Stacy Bush: IRA Withdrawals that Escape Tax Penalty
Friday, February 14th, 2020
The reason withdrawals from a traditional Individual Retirement Account prior to age 59 1/2 are generally subject to a 10% tax penalty is that policymakers wanted to create a disincentive to use these savings for anything other than retirement.
Yet, policymakers also recognize that life can present more pressing circumstances that require access to these savings. In appreciation of this, the list of withdrawals that may be taken from a traditional IRA without incurring a 10% early withdrawal penalty has grown over the years.
Penalty-free Withdrawal
Outlined are the circumstances under which individuals may withdraw from an IRA prior to age 59 1/2, without a tax penalty. Ordinary income tax, however, generally is due on such distributions.
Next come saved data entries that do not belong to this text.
//! # OAuth State Repository
//!
//! This module provides database operations for pending authorization states.

use chrono::{Duration, Utc};
use sea_orm::{ColumnTrait, DatabaseConnection, DbErr, EntityTrait, QueryFilter, Set};
use std::sync::Arc;
use uuid::Uuid;

use crate::models::oauth_state::{self, ActiveModel, Entity, Model};

/// Repository for OAuth state database operations
#[derive(Debug, Clone)]
pub struct OAuthStateRepository {
    db: Arc<DatabaseConnection>,
}

impl OAuthStateRepository {
    /// Create a new OAuth state repository
    pub fn new(db: Arc<DatabaseConnection>) -> Self {
        Self { db }
    }

    /// Record a newly issued state digest
    pub async fn create(
        &self,
        user_id: Uuid,
        provider: &str,
        state_digest: &str,
        ttl: Duration,
    ) -> Result<Model, DbErr> {
        let now = Utc::now();
        let model = Model {
            id: Uuid::new_v4(),
            user_id,
            provider: provider.to_string(),
            state_digest: state_digest.to_string(),
            expires_at: now + ttl,
            created_at: now,
        };

        let row = ActiveModel {
            id: Set(model.id),
            user_id: Set(model.user_id),
            provider: Set(model.provider.clone()),
            state_digest: Set(model.state_digest.clone()),
            expires_at: Set(model.expires_at),
            created_at: Set(model.created_at),
        };
        Entity::insert(row).exec_without_returning(&*self.db).await?;

        Ok(model)
    }

    /// Remove the state with the given digest and return what was stored.
    ///
    /// The row is deleted whether or not the caller later accepts it, so a
    /// digest can be consumed at most once.
    pub async fn consume_by_digest(&self, state_digest: &str) -> Result<Option<Model>, DbErr> {
        let found = Entity::find()
            .filter(oauth_state::Column::StateDigest.eq(state_digest))
            .one(&*self.db)
            .await?;

        let Some(state) = found else {
            return Ok(None);
        };

        let deleted = Entity::delete_by_id(state.id).exec(&*self.db).await?;
        if deleted.rows_affected == 0 {
            // Another request consumed it between our read and delete
            return Ok(None);
        }

        Ok(Some(state))
    }

    /// Clean up expired OAuth states
    pub async fn cleanup_expired(&self) -> Result<u64, DbErr> {
        let result = Entity::delete_many()
            .filter(oauth_state::Column::ExpiresAt.lt(Utc::now()))
            .exec(&*self.db)
            .await?;

        Ok(result.rows_affected)
    }
}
Death. If you die prior to age 59 1/2, the beneficiary(ies) of your IRA may withdraw the assets without penalty. However, if your beneficiary decides to roll it over into his or her IRA, he or she will forfeit this exception.
Disability. Disability is defined as being unable to engage in any gainful employment because of a mental or physical disability, as determined by a physician.
Substantially Equal Periodic Payments. You are permitted to take a series of substantially equal periodic payments and avoid the tax penalty, provided they continue until you turn 59 1/2 or for five years, whichever is later. The calculation of such payments is complicated, and individuals should consider speaking with a qualified tax professional.
Home Purchase. You may take up to $10,000 toward the purchase of your first home. (According to the Internal Revenue Service, you also qualify if you have not owned a home in the last two years). This is a lifetime limit.
Unreimbursed Medical Expenses. This exception covers medical expenses in excess of 10% of your adjusted gross income.
Medical Insurance. This permits the unemployed to pay for medical insurance if they meet specific criteria.
Higher Education Expenses. Funds may be used to cover higher education expenses for you, your spouse, children or grandchildren. Only certain institutions and associated expenses are permitted.
IRS Levy. Funds may be used to pay an IRS levy.
Active Duty Call-Up. Funds may be used by reservists called up after 9/11/01, and whose withdrawals meet the definition of qualified reservist distributions.